Dans le numéro de Première de janvier 2003, Gérard Delorme racontait pourquoi le premier film officiel des studios Ghibli avait mis près de deux décennies à sortir officiellement en France. Après avoir sorti Nausicaa en 1985, Hayao Miyazaki a fondé avec son ami Isao Takahata, et le soutien de l’éditeur Tokuma Shoten, son propre studio d'animation et la première oeuvre à en sortir fut Le Château dans le ciel. Qui, malgré toutes ses qualités, n'a pas récolté assez d'argent au Japon pour que sa notoriété ne traverse immédiatement les frontières. Mon voisin Totoro, sorti en 1988 en parallèle du Tombeau des Lucioles, a mieux marché, et a surtout entraîné la vente de nombreux produits dérivés. Puis Le Voyage de Chihiro fut le premier véritable carton du studio, en 2001, et c'est lui qui lança la distribution à grande échelle des productions de Ghibli. Dès lors, en France, Gaumont a commencé à distribuer ces productions animées à raison de deux films par an.

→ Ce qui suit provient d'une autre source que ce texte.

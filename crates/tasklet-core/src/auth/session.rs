//! Persisted session.
//!
//! The signed-in user is written to disk so it survives restarts, the same
//! way a mobile SDK keeps its current user between launches.

use std::fs::{self, OpenOptions};
use std::io::Write;
#[cfg(unix)]
use std::os::unix::fs::{OpenOptionsExt, PermissionsExt};
use std::path::{Path, PathBuf};

use tracing::debug;

use crate::models::User;
use crate::Result;

#[derive(Debug, Clone)]
pub struct SessionStore {
    path: PathBuf,
}

impl SessionStore {
    pub fn new(path: impl Into<PathBuf>) -> Self {
        Self { path: path.into() }
    }

    pub fn path(&self) -> &Path {
        &self.path
    }

    /// Load the persisted user, if any.
    pub fn load(&self) -> Result<Option<User>> {
        if !self.path.exists() {
            return Ok(None);
        }

        let content = fs::read_to_string(&self.path)?;
        let user: User = serde_json::from_str(&content)?;
        debug!(user_id = %user.id, path = %self.path.display(), "restored session");
        Ok(Some(user))
    }

    /// Persist `user`, readable by the owner only on Unix.
    pub fn save(&self, user: &User) -> Result<()> {
        if let Some(parent) = self.path.parent()
            && !parent.as_os_str().is_empty()
        {
            crate::config::ensure_private_dir(parent)
                .map_err(|e| crate::TaskletError::Config(e.to_string()))?;
        }

        let content = serde_json::to_string_pretty(user)?;

        let mut options = OpenOptions::new();
        options.write(true).create(true).truncate(true);
        #[cfg(unix)]
        options.mode(0o600);
        let mut file = options.open(&self.path)?;

        // `mode` only applies on creation; tighten a file left by an older run
        #[cfg(unix)]
        file.set_permissions(fs::Permissions::from_mode(0o600))?;

        file.write_all(content.as_bytes())?;

        Ok(())
    }

    /// Forget the persisted user.
    pub fn clear(&self) -> Result<()> {
        if self.path.exists() {
            fs::remove_file(&self.path)?;
        }
        Ok(())
    }
}

#[cfg(test)]
mod tests {
    use super::*;
    use crate::models::ProviderType;
    use tempfile::TempDir;

    fn user() -> User {
        User {
            id: "user-1".to_string(),
            provider_type: ProviderType::LocalUserpass,
            email: Some("ada@example.com".to_string()),
            access_token: "access-token".to_string(),
            refresh_token: "refresh-token".to_string(),
        }
    }

    #[test]
    fn test_missing_session_loads_none() {
        let temp_dir = TempDir::new().unwrap();
        let store = SessionStore::new(temp_dir.path().join("session.json"));
        assert!(store.load().unwrap().is_none());
    }

    #[test]
    fn test_save_load_clear() {
        let temp_dir = TempDir::new().unwrap();
        let store = SessionStore::new(temp_dir.path().join("session.json"));

        store.save(&user()).unwrap();
        let loaded = store.load().unwrap().unwrap();
        assert_eq!(loaded.id, "user-1");
        assert_eq!(loaded.email.as_deref(), Some("ada@example.com"));
        assert_eq!(loaded.refresh_token, "refresh-token");

        store.clear().unwrap();
        assert!(store.load().unwrap().is_none());
        // Clearing twice is fine
        store.clear().unwrap();
    }

    #[cfg(unix)]
    #[test]
    fn test_session_file_is_private() {
        let temp_dir = TempDir::new().unwrap();
        let store = SessionStore::new(temp_dir.path().join("session.json"));
        store.save(&user()).unwrap();

        let mode = fs::metadata(store.path()).unwrap().permissions().mode();
        assert_eq!(mode & 0o777, 0o600);
    }

    #[cfg(unix)]
    #[test]
    fn test_existing_session_file_is_tightened_before_write() {
        let temp_dir = TempDir::new().unwrap();
        let path = temp_dir.path().join("session.json");
        fs::write(&path, "{}").unwrap();
        fs::set_permissions(&path, fs::Permissions::from_mode(0o644)).unwrap();

        let store = SessionStore::new(&path);
        store.save(&user()).unwrap();

        let mode = fs::metadata(&path).unwrap().permissions().mode();
        assert_eq!(mode & 0o777, 0o600);
        assert_eq!(store.load().unwrap().unwrap().id, "user-1");
    }

    #[test]
    fn test_corrupt_session_is_an_error() {
        let temp_dir = TempDir::new().unwrap();
        let path = temp_dir.path().join("session.json");
        fs::write(&path, "not json").unwrap();
        assert!(SessionStore::new(path).load().is_err());
    }
}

"Le Château dans le ciel est une très bonne entrée en matière, poursuivait le journaliste. C’est un film d’aventure, à la fois classique et moderne, qui se rattache autant à la tradition de Jules Verne qu’au mouvement steam punk de la science-fiction des années 80. Miyazaki tenait impérativement à ce que son héros, Pazu, soit un garçon ordinaire qui doit compter davantage sur ses propres ressources que sur des superpouvoirs. Le personnage féminin, Sheeta, est typique également de l’univers de Miyazaki. Au départ, elle est en retrait, mais, bientôt, les circonstances l’obligent à prendre son destin en main."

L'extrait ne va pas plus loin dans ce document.